How My Emergency Fund is Invested
I recently just went through a process to evaluate the efficiency of how our emergency fund is invested (currently we have 7.5 months in emergency cash so we’ll need to add a little to it in order to get to our comfort zone). When we put our money into the emergency accounts – we “forget” about it and with time your expenses seem to grow and better investment alternatives may be available. It’s a good idea to give your emergency fund a once over annually.
This year, what I found is that with a few minor changes, we could be earning about 20% more in interest (just in the first year of the changes) without changing the basic risks or liquidity much.
In the graphs below the outside ring represents the amount invested and the inside ring represents the return. So you can see that the rewards checking (blue) represents half of our fund, but a much more substantial portion of our annual interest.

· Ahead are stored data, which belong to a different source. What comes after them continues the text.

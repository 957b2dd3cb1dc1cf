//! Address-to-symbol resolution.
//!
//! The symbol engine is process-wide state: configured exactly once on first
//! use, never torn down, and serialized behind a single lock because the
//! native facilities underneath (dbghelp on Windows, per-module debug-data
//! loaders elsewhere) are not documented as reentrant.
//!
//! Resolution is strictly best-effort. Every lookup that fails leaves its
//! field as `None` and the formatter substitutes an explicit marker; nothing
//! in this crate surfaces an error to the caller, because the whole facility
//! exists to report *other* failures and must not become one itself.

use retrace_types::ResolvedFrame;
use std::sync::Once;
use std::sync::atomic::{AtomicU64, Ordering};

pub mod demangle;
pub mod preformatted;

#[cfg(unix)]
#[path = "unix.rs"]
mod platform;
#[cfg(windows)]
#[path = "windows.rs"]
mod platform;
#[cfg(not(any(unix, windows)))]
#[path = "unsupported.rs"]
mod platform;

static ENGINE_INIT: Once = Once::new();
static ENGINE_INIT_RUNS: AtomicU64 = AtomicU64::new(0);

/// Run the one-time native symbol-engine setup.
///
/// Idempotent and thread-safe: concurrent first callers block until the
/// single initialization completes, later callers return immediately.
/// Initialization failures are swallowed — they degrade resolution quality
/// but never abort the caller.
pub fn ensure_initialized() {
    ENGINE_INIT.call_once(|| {
        ENGINE_INIT_RUNS.fetch_add(1, Ordering::Relaxed);
        platform::initialize_engine();
    });
}

/// Whether this target can symbolicate at all. When false, formatters are
/// expected to print a single "(not available)" line instead of frames.
pub fn symbolication_supported() -> bool {
    platform::SYMBOLICATION_SUPPORTED
}

/// Map one raw address to a best-effort descriptor.
///
/// The function-name and source-location lookups are independent; either may
/// fail without affecting the other, and a mangled name that cannot be
/// demangled is suppressed rather than passed through.
pub fn resolve(addr: usize) -> ResolvedFrame {
    ensure_initialized();
    platform::resolve_impl(addr)
}

#[cfg(test)]
mod tests {
    use super::*;

    #[test]
    fn initialization_runs_exactly_once_under_contention() {
        let threads: Vec<_> = (0..8)
            .map(|_| std::thread::spawn(ensure_initialized))
            .collect();
        for thread in threads {
            thread.join().unwrap();
        }
        ensure_initialized();
        assert_eq!(ENGINE_INIT_RUNS.load(Ordering::Relaxed), 1);
    }

    #[test]
    fn bogus_address_degrades_to_markers_not_garbage() {
        let frame = resolve(1);
        assert_eq!(frame.addr, 1);
        assert_eq!(frame.function, None);
        assert_eq!(frame.file, None);
        assert_eq!(frame.line, None);
    }

    #[cfg(all(target_os = "linux", target_env = "gnu"))]
    mod linux {
        use super::super::*;

        #[inline(never)]
        fn probe_symbol() -> u32 {
            42
        }

        #[test]
        fn resolves_a_function_in_the_test_binary() {
            assert_eq!(probe_symbol(), 42);

            let frame = resolve(probe_symbol as usize);
            assert!(frame.module.is_some(), "dladdr should attribute the module");

            let name = frame.function.expect("test binaries carry symbols");
            assert!(name.contains("probe_symbol"), "unexpected name: {name}");
            assert!(!name.starts_with("_ZN"), "mangled name leaked: {name}");
        }

        #[test]
        fn repeated_resolution_is_stable() {
            let first = resolve(probe_symbol as usize);
            let second = resolve(probe_symbol as usize);
            assert_eq!(first, second);
        }
    }
}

Just 2 simple changes were made: 1) We got a better money market account; it pays almost twice the interest as the one we previously had; and 2) Moved some of the money invested in Savings and the Money Market into CD’s. The CD’s pay a much higher rate than either Savings or Money Market, but they also come with small penalties for early withdrawal. We decided to incorporate CD’s because we still have more than 75% of our emergency fund in very liquid, easily accessible accounts and the penalty for withdrawal is not severe should we need to access the money invested in CD’s.